E nem poderia ser de outra forma, pois o que está em jogo é a liberdade do cidadão, a qual é a regra no nosso ordenamento jurídico, sendo a prisão exceção, devendo, portanto, o juiz ao qual aquele é apresentado verificar de imediato a possibilidade e/ou necessidade de restabelecer sua livre locomoção.

Não há de se falar em vedação ao exame de requerimento de liberdade, seja por qual motivo for, se devidamente fundamentado e comprovado o direito, diante da argumentação de impossibilidade de revisão da decisão do juiz natural por ausência de competência.

Há, em nosso entender, efetiva competência, tanto material quanto funcional, do juízo da custódia, decorrente do que as normas constitucionais e convencionais asseguram, ter o preso o direito de o mais rápido possível ver analisado por um juiz investido de jurisdição seu requerimento de liberdade, seja qual for o fundamento. 

Uma suposta alegação de ofensa a norma constitucional do juiz natural prevista no artigo 5º XXXVII da Constituição da República não pode, a nosso ver, ser invocada pelo juiz ao qual o preso for apresentado (caso diverso do qual expediu a ordem de prisão) como fundamento da ausência de competência. Tratando-se também de direito e garantia constitucional, a garantia do juiz natural não pode ser invocada para negar a efetivação da liberdade do cidadão. Portanto nem se sustenta uma propensa colisão de normas constitucionais no caso.
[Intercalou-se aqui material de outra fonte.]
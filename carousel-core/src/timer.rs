//! # Timer Capability
//!
//! The carousel never reads a clock. It asks a [`TimerDriver`] for a
//! recurring interval and is told when that interval fires. Hosts decide what
//! time means: the browser binding and the replay tool both use
//! [`ManualTimers`], advanced from `requestAnimationFrame` or from a script.

use std::fmt;
use std::time::Duration;

/// Handle to one scheduled interval.
#[derive(Debug, Clone, Copy, PartialEq, Eq, Hash, PartialOrd, Ord)]
pub struct TimerToken(u64);

impl TimerToken {
    /// Create a token from a raw id.
    #[must_use]
    pub const fn from_raw(id: u64) -> Self {
        Self(id)
    }

    /// Raw id.
    #[must_use]
    pub const fn raw(self) -> u64 {
        self.0
    }
}

impl fmt::Display for TimerToken {
    fn fmt(&self, f: &mut fmt::Formatter<'_>) -> fmt::Result {
        write!(f, "timer#{}", self.0)
    }
}

/// Source of recurring timer callbacks.
///
/// The driver only schedules; delivering a fire to the carousel is the
/// host's job (see [`Carousel::on_timer`](crate::Carousel::on_timer)).
pub trait TimerDriver {
    /// Schedule a callback every `period`, first firing one full period from
    /// now.
    fn start_interval(&mut self, period: Duration) -> TimerToken;

    /// Stop an interval. Unknown or already cancelled tokens are ignored.
    fn cancel(&mut self, token: TimerToken);
}

#[derive(Debug, Clone, Copy)]
struct PendingInterval {
    token: TimerToken,
    period: Duration,
    due: Duration,
}

/// Deterministic timer driver over virtual time.
#[derive(Debug, Default)]
pub struct ManualTimers {
    now: Duration,
    next_token: u64,
    pending: Vec<PendingInterval>,
}

impl ManualTimers {
    /// Create a driver at time zero with nothing scheduled.
    #[must_use]
    pub fn new() -> Self {
        Self::default()
    }

    /// Current virtual time.
    #[must_use]
    pub const fn now(&self) -> Duration {
        self.now
    }

    /// Number of scheduled intervals.
    #[must_use]
    pub fn pending_count(&self) -> usize {
        self.pending.len()
    }

    /// Whether `token` is still scheduled.
    #[must_use]
    pub fn is_scheduled(&self, token: TimerToken) -> bool {
        self.pending.iter().any(|p| p.token == token)
    }

    /// Time of the next fire, if anything is scheduled.
    #[must_use]
    pub fn next_due(&self) -> Option<Duration> {
        self.pending.iter().map(|p| p.due).min()
    }

    /// Advance time and collect the intervals that fell due, ordered by the
    /// time they first fell due.
    ///
    /// Each interval appears at most once however many periods the step
    /// covers; its next fire moves to the first period boundary after the
    /// new time.
    pub fn advance(&mut self, elapsed: Duration) -> Vec<TimerToken> {
        let until = self.now.saturating_add(elapsed);
        let mut fired = Vec::new();
        for slot in self.pending.iter_mut().filter(|p| p.due <= until) {
            fired.push((slot.due, slot.token));
            slot.due = next_boundary_after(slot.due, slot.period, until);
        }
        self.now = until;
        fired.sort_unstable();
        fired.into_iter().map(|(_, token)| token).collect()
    }
}

/// First `due + k * period` (k >= 1) strictly after `until`.
fn next_boundary_after(due: Duration, period: Duration, until: Duration) -> Duration {
    let period_ns = period.as_nanos().max(1);
    let periods = (until - due).as_nanos() / period_ns + 1;
    let skip = period_ns.saturating_mul(periods);
    let skip = Duration::new(
        u64::try_from(skip / 1_000_000_000).unwrap_or(u64::MAX),
        u32::try_from(skip % 1_000_000_000).unwrap_or(0),
    );
    due.saturating_add(skip)
}

impl TimerDriver for ManualTimers {
    fn start_interval(&mut self, period: Duration) -> TimerToken {
        // A zero period has no next boundary.
        let period = period.max(Duration::from_millis(1));
        self.next_token += 1;
        let token = TimerToken(self.next_token);
        self.pending.push(PendingInterval {
            token,
            period,
            due: self.now.saturating_add(period),
        });
        token
    }

    fn cancel(&mut self, token: TimerToken) {
        self.pending.retain(|p| p.token != token);
    }
}
//! Construction-time carousel configuration.

use std::time::Duration;

use serde::{Deserialize, Serialize};

use crate::error::{CarouselError, CarouselResult};

/// Default autoplay period in milliseconds.
pub const DEFAULT_AUTOPLAY_INTERVAL_MS: u64 = 6000;

/// Region label used when none is configured.
pub const DEFAULT_ARIA_LABEL: &str = "Carousel";

/// Options recognized when creating a carousel.
///
/// Keys use camelCase so the same JSON works from the browser binding.
#[derive(Debug, Clone, PartialEq, Eq, Serialize, Deserialize)]
#[serde(default, rename_all = "camelCase", deny_unknown_fields)]
#[allow(clippy::struct_excessive_bools)]
pub struct CarouselOptions {
    /// Wrap index arithmetic modulo slide count instead of clamping.
    #[serde(rename = "loop")]
    pub loop_slides: bool,
    /// Advance forward on a timer.
    pub auto_play: bool,
    /// Autoplay period in milliseconds.
    pub auto_play_interval_ms: u64,
    /// Suspend autoplay while the pointer hovers the carousel.
    pub pause_on_hover: bool,
    /// When present, the caller owns the active index.
    pub controlled_index: Option<usize>,
    /// Starting index for a carousel that owns its index.
    pub initial_index: usize,
    /// Render the dot selector.
    pub show_dots: bool,
    /// The user prefers reduced motion: no transitions, no autoplay.
    pub reduced_motion: bool,
    /// Accessible name of the carousel region.
    pub aria_label: String,
}

impl Default for CarouselOptions {
    fn default() -> Self {
        Self {
            loop_slides: false,
            auto_play: false,
            auto_play_interval_ms: DEFAULT_AUTOPLAY_INTERVAL_MS,
            pause_on_hover: false,
            controlled_index: None,
            initial_index: 0,
            show_dots: true,
            reduced_motion: false,
            aria_label: DEFAULT_ARIA_LABEL.to_string(),
        }
    }
}

impl CarouselOptions {
    /// Parse options from JSON. Missing keys take their defaults.
    ///
    /// # Errors
    ///
    /// Returns [`CarouselError::Serialization`] for malformed JSON, unknown
    /// keys, or values of the wrong type (a negative interval included).
    pub fn from_json(json: &str) -> CarouselResult<Self> {
        Ok(serde_json::from_str(json)?)
    }

    /// Check the options against the slide list they will drive.
    ///
    /// # Errors
    ///
    /// - [`CarouselError::InvalidInterval`] when the autoplay interval is zero.
    /// - [`CarouselError::InitialIndexOutOfRange`] when the initial index does
    ///   not address one of `slide_count` slides. An empty slide list accepts
    ///   any initial index.
    pub fn validate(&self, slide_count: usize) -> CarouselResult<()> {
        if self.auto_play_interval_ms == 0 {
            return Err(CarouselError::InvalidInterval);
        }
        if !self.is_controlled() && slide_count > 0 && self.initial_index >= slide_count {
            return Err(CarouselError::InitialIndexOutOfRange {
                index: self.initial_index,
                count: slide_count,
            });
        }
        Ok(())
    }

    /// Autoplay period.
    #[must_use]
    pub const fn auto_play_interval(&self) -> Duration {
        Duration::from_millis(self.auto_play_interval_ms)
    }

    /// Whether the caller owns the index.
    #[must_use]
    pub const fn is_controlled(&self) -> bool {
        self.controlled_index.is_some()
    }
}
impl DateMathParser {
    /// A parser with flexible anchor parsing and implicit UTC.
    pub fn new() -> Self {
        Self::default()
    }

    pub fn builder() -> DateMathParserBuilder {
        DateMathParserBuilder::default()
    }

    /// The resolved format list, in trial order.
    pub fn formats(&self) -> &[FormatSpec] {
        &self.formats
    }

    /// The resolved zone, if one was configured.
    pub fn time_zone(&self) -> Option<ResolvedZone> {
        self.time_zone
    }

    // ── Expression evaluation ───────────────────────────────────────────

    /// Evaluate a date-math expression to a UTC instant.
    ///
    /// `now` (case-sensitive) anchors to the current wall clock, with the
    /// rest of the expression as math; otherwise everything before the first
    /// `||` is the anchor and everything after it is math. An expression
    /// with no math returns the anchor directly.
    ///
    /// # Errors
    ///
    /// Any anchor-resolution or math error aborts the call; there are no
    /// partial results.
    ///
    /// # Examples
    ///
    /// ```
    /// use datemath::DateMathParser;
    ///
    /// let parser = DateMathParser::new();
    /// let instant = parser.parse("1640183392||+h/d").unwrap();
    /// assert_eq!(instant.timestamp(), 1_640_131_200);
    /// ```
    pub fn parse(&self, expr: &str) -> Result<DateTime<Utc>> {
        let (anchor, suffix) = match expr.strip_prefix("now") {
            Some(rest) => (Utc::now(), rest),
            None => match expr.find("||") {
                Some(sep) => (self.parse_anchor(&expr[..sep])?, &expr[sep + 2..]),
                None => (self.parse_anchor(expr)?, ""),
            },
        };
        if suffix.is_empty() {
            Ok(anchor)
        } else {
            math::apply(suffix, anchor)
        }
    }

    // ── Anchor resolution ───────────────────────────────────────────────

    /// Resolve an anchor through the configured formats, or through the
    /// flexible parser when none are configured.
    ///
    /// Epoch-sentinel failures are soft (the next format is tried) except in
    /// last position, where the sentinel's failure is the terminal error.
    /// Pattern successes are authoritative; pattern failures are always
    /// soft.
    fn parse_anchor(&self, text: &str) -> Result<DateTime<Utc>> {
        if self.formats.is_empty() {
            return self.parse_any(text);
        }

        let last = self.formats.len() - 1;
        for (idx, spec) in self.formats.iter().enumerate() {
            match spec {
                FormatSpec::EpochMillis | FormatSpec::EpochSecond => {
                    let instant = text.parse::<i64>().ok().and_then(|v| match spec {
                        FormatSpec::EpochMillis => DateTime::from_timestamp_millis(v),
                        _ => DateTime::from_timestamp(v, 0),
                    });
                    match instant {
                        Some(dt) => return Ok(dt),
                        None if idx == last => {
                            return Err(DateMathError::NoFormatMatched {
                                expr: text.to_string(),
                                formats: vec![spec.label().to_string()],
                            });
                        }
                        None => continue,
                    }
                }
                FormatSpec::Pattern { layout, .. } => {
                    if let Some(dt) = self.parse_pattern(text, layout) {
                        return Ok(dt);
                    }
                }
            }
        }

        Err(DateMathError::NoFormatMatched {
            expr: text.to_string(),
            formats: self.formats.iter().map(|f| f.label().to_string()).collect(),
        })
    }

    /// Strict single-layout parse. Fields the layout does not mention
    /// default to 1970-01-01 / 00:00:00, so partial layouts like `%Y-%m` or
    /// `%H:%M` resolve deterministically. An offset captured from the text
    /// wins over the configured zone.
    fn parse_pattern(&self, text: &str, layout: &str) -> Option<DateTime<Utc>> {
        let mut parsed = Parsed::new();
        parse_items(&mut parsed, text, StrftimeItems::new(layout)).ok()?;

        if parsed.year().is_none() {
            parsed.set_year(1970).ok()?;
        }
        if parsed.month().is_none() {
            parsed.set_month(1).ok()?;
        }
        if parsed.day().is_none() {
            parsed.set_day(1).ok()?;
        }
        if parsed.hour_div_12().is_none() {
            if parsed.hour_mod_12().is_none() {
                parsed.set_hour(0).ok()?;
            } else {
                // A 12-hour reading without a meridiem marker reads as AM.
                parsed.set_ampm(false).ok()?;
            }
        }
        if parsed.minute().is_none() {
            parsed.set_minute(0).ok()?;
        }
        if parsed.second().is_none() {
            parsed.set_second(0).ok()?;
        }

        let naive = NaiveDateTime::new(parsed.to_naive_date().ok()?, parsed.to_naive_time().ok()?);
        match parsed.offset() {
            Some(offset) => Some(Utc.from_utc_datetime(&(naive - Duration::seconds(offset as i64)))),
            None => self.localize(&naive),
        }
    }

    /// Best-effort parse of common layouts, for configurations with no
    /// explicit formats. Deterministic configurations should set formats
    /// instead; this path trades determinism for convenience.
    fn parse_any(&self, text: &str) -> Result<DateTime<Utc>> {
        let fail = || DateMathError::AmbiguousOrUnparsableTime(text.to_string());
        let trimmed = text.trim();
        if trimmed.is_empty() {
            return Err(fail());
        }

        // Raw integers are epoch values; the unit is inferred from the digit
        // count (more than ten digits reads as milliseconds).
        if let Some(dt) = parse_epoch_magnitude(trimmed) {
            return Ok(dt);
        }

        // Offset-bearing layouts are zone-independent.
        if let Ok(dt) = DateTime::parse_from_rfc3339(trimmed) {
            return Ok(dt.with_timezone(&Utc));
        }
        if let Ok(dt) = DateTime::parse_from_rfc2822(trimmed) {
            return Ok(dt.with_timezone(&Utc));
        }

        for layout in DATETIME_LAYOUTS {
            if let Ok(naive) = NaiveDateTime::parse_from_str(trimmed, layout) {
                return self.localize(&naive).ok_or_else(fail);
            }
        }
        for layout in DATE_LAYOUTS {
            if let Ok(date) = NaiveDate::parse_from_str(trimmed, layout) {
                let naive = date.and_hms_opt(0, 0, 0).ok_or_else(fail)?;
                return self.localize(&naive).ok_or_else(fail);
            }
        }

        Err(fail())
    }

    fn localize(&self, naive: &NaiveDateTime) -> Option<DateTime<Utc>> {
        match &self.time_zone {
            Some(zone) => zone.from_local(naive),
            None => Some(Utc.from_utc_datetime(naive)),
        }
    }
}
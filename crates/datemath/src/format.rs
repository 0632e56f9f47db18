//! Symbolic format names and Joda-style pattern translation.
//!
//! Callers configure formats with Elasticsearch-style names
//! (`date_optional_time`, `basic_date`, ...) or raw Joda-style patterns
//! (`yyyy-MM-ddTHH:mm:ss`). Names are expanded through a fixed alias table;
//! the resulting patterns are rewritten into chrono strftime layouts once, at
//! configuration time.

use std::collections::HashMap;

use once_cell::sync::Lazy;

use crate::error::{DateMathError, Result};

// ── Format alias table ──────────────────────────────────────────────────────

/// Symbolic format name → Joda-style pattern list, in documented order.
///
/// The entries mirror the Elasticsearch built-in formats. Several of them
/// (ordinal dates, week dates, week years) expand to patterns the translator
/// rejects; the table still carries them so that configuration fails with a
/// precise unsupported-token error instead of an unknown-name fallback.
const BUILT_IN_FORMATS: &[(&str, &[&str])] = &[
    // The number of milliseconds since the epoch.
    ("epoch_millis", &["epoch_millis"]),
    // The number of seconds since the epoch.
    ("epoch_second", &["epoch_second"]),
    // A generic ISO datetime parser, where the date must include the year at
    // a minimum, and the time (separated by T) is optional.
    ("date_optional_time", &["yyyy-MM-ddTHH:mm:ss.SSSZ", "yyyy-MM-dd"]),
    ("strict_date_optional_time", &["yyyy-MM-ddTHH:mm:ss.SSSZ", "yyyy-MM-dd"]),
    // Like the above with a nanosecond-resolution fraction of a second.
    ("strict_date_optional_time_nanos", &["yyyy-MM-ddTHH:mm:ss.SSSSSSZ", "yyyy-MM-dd"]),
    // A basic formatter for a full date: yyyyMMdd.
    ("basic_date", &["yyyyMMdd"]),
    // A basic formatter that combines a basic date and time, separated by a T.
    ("basic_date_time", &["yyyyMMddTHHmmss.SSSZ"]),
    ("basic_date_time_no_millis", &["yyyyMMddTHHmmssZ"]),
    // A formatter for a full ordinal date, using a four digit year and three
    // digit dayOfYear.
    ("basic_ordinal_date", &["yyyyDDD"]),
    ("basic_ordinal_date_time", &["yyyyDDDTHHmmss.SSSZ"]),
    ("basic_ordinal_date_time_no_millis", &["yyyyDDDTHHmmssZ"]),
    // Basic time formatters: hour, minute, second, optional millis, zone
    // offset.
    ("basic_time", &["HHmmss.SSSZ"]),
    ("basic_time_no_millis", &["HHmmssZ"]),
    // As above, prefixed by T.
    ("basic_t_time", &["THHmmss.SSSZ"]),
    ("basic_t_time_no_millis", &["THHmmssZ"]),
    // Week-date formatters: four digit weekyear, two digit week of weekyear,
    // one digit day of week.
    ("basic_week_date", &["xxxxWwwe"]),
    ("strict_basic_week_date", &["xxxxWwwe"]),
    ("basic_week_date_time", &["xxxxWwweTHHmmss.SSSZ"]),
    ("strict_basic_week_date_time", &["xxxxWwweTHHmmss.SSSZ"]),
    ("basic_week_date_time_no_millis", &["xxxxWwweTHHmmssZ"]),
    ("strict_basic_week_date_time_no_millis", &["xxxxWwweTHHmmssZ"]),
    // A formatter for a full date: yyyy-MM-dd.
    ("date", &["yyyy-MM-dd"]),
    ("strict_date", &["yyyy-MM-dd"]),
    // A full date plus progressively more time components.
    ("date_hour", &["yyyy-MM-ddTHH"]),
    ("strict_date_hour", &["yyyy-MM-ddTHH"]),
    ("date_hour_minute", &["yyyy-MM-ddTHH:mm"]),
    ("strict_date_hour_minute", &["yyyy-MM-ddTHH:mm"]),
    ("date_hour_minute_second", &["yyyy-MM-ddTHH:mm:ss"]),
    ("strict_date_hour_minute_second", &["yyyy-MM-ddTHH:mm:ss"]),
    ("date_hour_minute_second_fraction", &["yyyy-MM-ddTHH:mm:ss.SSS"]),
    ("strict_date_hour_minute_second_fraction", &["yyyy-MM-ddTHH:mm:ss.SSS"]),
    ("date_hour_minute_second_millis", &["yyyy-MM-ddTHH:mm:ss.SSS"]),
    ("strict_date_hour_minute_second_millis", &["yyyy-MM-ddTHH:mm:ss.SSS"]),
    // A full date and time, separated by a T.
    ("date_time", &["yyyy-MM-ddTHH:mm:ss.SSSZZ"]),
    ("strict_date_time", &["yyyy-MM-ddTHH:mm:ss.SSSZZ"]),
    ("date_time_no_millis", &["yyyy-MM-ddTHH:mm:ssZZ"]),
    ("strict_date_time_no_millis", &["yyyy-MM-ddTHH:mm:ssZZ"]),
    // Bare time-of-day formatters.
    ("hour", &["HH"]),
    ("strict_hour", &["HH"]),
    ("hour_minute", &["HH:mm"]),
    ("strict_hour_minute", &["HH:mm"]),
    ("hour_minute_second", &["HH:mm:ss"]),
    ("strict_hour_minute_second", &["HH:mm:ss"]),
    ("hour_minute_second_fraction", &["HH:mm:ss.SSS"]),
    ("strict_hour_minute_second_fraction", &["HH:mm:ss.SSS"]),
    ("hour_minute_second_millis", &["HH:mm:ss.SSS"]),
    ("strict_hour_minute_second_millis", &["HH:mm:ss.SSS"]),
    // Ordinal dates with separators.
    ("ordinal_date", &["yyyy-DDD"]),
    ("strict_ordinal_date", &["yyyy-DDD"]),
    ("ordinal_date_time", &["yyyy-DDDTHH:mm:ss.SSSZZ"]),
    ("strict_ordinal_date_time", &["yyyy-DDDTHH:mm:ss.SSSZZ"]),
    ("ordinal_date_time_no_millis", &["yyyy-DDDTHH:mm:ssZZ"]),
    ("strict_ordinal_date_time_no_millis", &["yyyy-DDDTHH:mm:ssZZ"]),
    // Time-of-day with zone offset.
    ("time", &["HH:mm:ss.SSSZZ"]),
    ("strict_time", &["HH:mm:ss.SSSZZ"]),
    ("time_no_millis", &["HH:mm:ssZZ"]),
    ("strict_time_no_millis", &["HH:mm:ssZZ"]),
    // As above, prefixed by T. Note the lowercase zone-name suffix on t_time;
    // the quirk is inherited data.
    ("t_time", &["THH:mm:ss.SSSzz"]),
    ("strict_t_time", &["THH:mm:ss.SSSzz"]),
    ("t_time_no_millis", &["THH:mm:ssZZ"]),
    ("strict_t_time_no_millis", &["THH:mm:ssZZ"]),
    // Week dates with separators.
    ("week_date", &["xxxx-Www-e"]),
    ("strict_week_date", &["xxxx-Www-e"]),
    ("week_date_time", &["xxxx-Www-eTHH:mm:ss.SSSZZ"]),
    ("strict_week_date_time", &["xxxx-Www-eTHH:mm:ss.SSSZZ"]),
    ("week_date_time_no_millis", &["xxxx-Www-eTHH:mm:ssZZ"]),
    ("strict_week_date_time_no_millis", &["xxxx-Www-eTHH:mm:ssZZ"]),
    ("weekyear", &["xxxx"]),
    ("strict_weekyear", &["xxxx"]),
    ("weekyear_week", &["xxxx-Www"]),
    ("strict_weekyear_week", &["xxxx-Www"]),
    ("weekyear_week_day", &["xxxx-Www-e"]),
    ("strict_weekyear_week_day", &["xxxx-Www-e"]),
    // Year and year-month formatters.
    ("year_month", &["yyyy-MM"]),
    ("strict_year_month", &["yyyy-MM"]),
    ("year", &["yyyy"]),
    ("strict_year", &["yyyy"]),
    ("year_month_day", &["yyyy-MM-dd"]),
    ("strict_year_month_day", &["yyyy-MM-dd"]),
];

static FORMAT_ALIASES: Lazy<HashMap<&'static str, &'static [&'static str]>> =
    Lazy::new(|| BUILT_IN_FORMATS.iter().copied().collect());

/// Look up the pattern list for a symbolic format name.
pub fn alias_patterns(name: &str) -> Option<&'static [&'static str]> {
    FORMAT_ALIASES.get(name).copied()
}

// ── FormatSpec ──────────────────────────────────────────────────────────────

/// One entry of a parser's format list, tried left to right.
#[derive(Debug, Clone, PartialEq, Eq)]
pub enum FormatSpec {
    /// The anchor is a raw integer of milliseconds since the epoch.
    EpochMillis,
    /// The anchor is a raw integer of seconds since the epoch.
    EpochSecond,
    /// The anchor is matched strictly against a translated pattern.
    Pattern {
        /// The Joda-style pattern as supplied or expanded from an alias.
        source: String,
        /// The equivalent chrono strftime layout.
        layout: String,
    },
}

impl FormatSpec {
    /// Build a spec from a single Joda-style pattern or epoch sentinel.
    pub fn from_pattern(pattern: &str) -> Result<Self> {
        match pattern {
            "epoch_millis" => Ok(FormatSpec::EpochMillis),
            "epoch_second" => Ok(FormatSpec::EpochSecond),
            _ => Ok(FormatSpec::Pattern {
                source: pattern.to_string(),
                layout: translate_pattern(pattern)?,
            }),
        }
    }

    /// The caller-facing name of this format, used in diagnostics.
    pub fn label(&self) -> &str {
        match self {
            FormatSpec::EpochMillis => "epoch_millis",
            FormatSpec::EpochSecond => "epoch_second",
            FormatSpec::Pattern { source, .. } => source,
        }
    }
}

/// Expand a list of symbolic names and/or raw patterns into format specs.
///
/// Names found in the alias table expand to their full pattern list, in
/// order; anything else is treated as a literal Joda-style pattern. Fails if
/// any resulting pattern uses a token the translator does not support.
pub fn expand_formats<I, S>(names: I) -> Result<Vec<FormatSpec>>
where
    I: IntoIterator<Item = S>,
    S: AsRef<str>,
{
    let mut specs = Vec::new();
    for name in names {
        let name = name.as_ref();
        match alias_patterns(name) {
            Some(patterns) => {
                for pattern in patterns {
                    specs.push(FormatSpec::from_pattern(pattern)?);
                }
            }
            None => specs.push(FormatSpec::from_pattern(name)?),
        }
    }
    Ok(specs)
}

// ── Pattern translation ─────────────────────────────────────────────────────

/// Translate a Joda-style pattern into a chrono strftime layout.
///
/// The rewrite walks maximal runs of identical pattern letters and maps each
/// run as a whole, so `MM` (month) and `mm` (minute) stay distinct and `SSS`
/// never half-matches inside `SSSSSS`. Non-letters pass through as literals
/// (`%` is escaped). `T` is the one bare literal letter the alias table uses
/// and passes through verbatim.
///
/// # Errors
///
/// Returns [`DateMathError::UnsupportedPatternToken`] for week-date (`w`,
/// `W`, `e`), ordinal-day (`D`), week-year (`x`), and any other letter run
/// with no chrono equivalent.
///
/// # Examples
///
/// ```
/// use datemath::translate_pattern;
///
/// let layout = translate_pattern("yyyy-MM-ddTHH:mm:ss").unwrap();
/// assert_eq!(layout, "%Y-%m-%dT%H:%M:%S");
/// assert!(translate_pattern("yyyy-DDD").is_err());
/// ```
pub fn translate_pattern(pattern: &str) -> Result<String> {
    let chars: Vec<char> = pattern.chars().collect();
    let mut layout = String::with_capacity(pattern.len() + 8);
    let mut i = 0;

    while i < chars.len() {
        let ch = chars[i];
        if !ch.is_ascii_alphabetic() {
            if ch == '%' {
                layout.push_str("%%");
            } else {
                layout.push(ch);
            }
            i += 1;
            continue;
        }

        let mut j = i;
        while j < chars.len() && chars[j] == ch {
            j += 1;
        }
        let run = j - i;

        let mapped = match (ch, run) {
            ('y', 1) | ('y', 4) => "%Y",
            ('y', 2) => "%y",
            ('M', 1..=2) => "%m",
            ('d', 1..=2) => "%d",
            ('H', 1..=2) => "%H",
            ('h', 1..=2) => "%I",
            ('m', 1..=2) => "%M",
            ('s', 1..=2) => "%S",
            ('S', 3) => "%3f",
            ('S', 6) => "%6f",
            ('S', 9) => "%9f",
            ('Z', 1) => "%z",
            ('Z', 2) => "%:z",
            ('z', 1..=2) => "%Z",
            ('a', 1) => "%p",
            // Bare literal separator used by the ISO-style patterns.
            ('T', _) => {
                for _ in 0..run {
                    layout.push('T');
                }
                i = j;
                continue;
            }
            _ => {
                return Err(DateMathError::UnsupportedPatternToken {
                    pattern: pattern.to_string(),
                    token: chars[i..j].iter().collect(),
                });
            }
        };
        layout.push_str(mapped);
        i = j;
    }

    Ok(layout)
}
Tal proceder, qual seja, retardar o exame de um direito alegado a momento posterior, esbarra nas garantias previstas no artigo 5º, incisos XXXV, LXII, LXV e LXVI da CRFB/1988, bem como faz letra morta todo o regramento previsto acerca da audiência de apresentação e seus objetivos.

Importante ainda mencionar para o que aqui se analisa que, quando se interpretam normas constitucionais, segundo a doutrina e jurisprudência das principais cortes constitucionais, não fugindo à regra o STF, devem ser usados os princípios e métodos de interpretação inerentes àquelas normas fundantes.

E no ponto sobreleva o princípio da máxima efetividade, que visa a extrair da norma eficiência e efetividade para a garantia lá assegurada, e no caso em analise com maior razão de ser, tendo em vista tratar-se de direito e garantia fundamental à liberdade.

Nessa ordem de fundamentos é que cremos verificar-se a efetiva e ampla competência e possibilidade do juízo da custódia, com juízes plenamente investidos de jurisdição, analisar e decidir os requerimentos libertários, seja qual for o fundamento.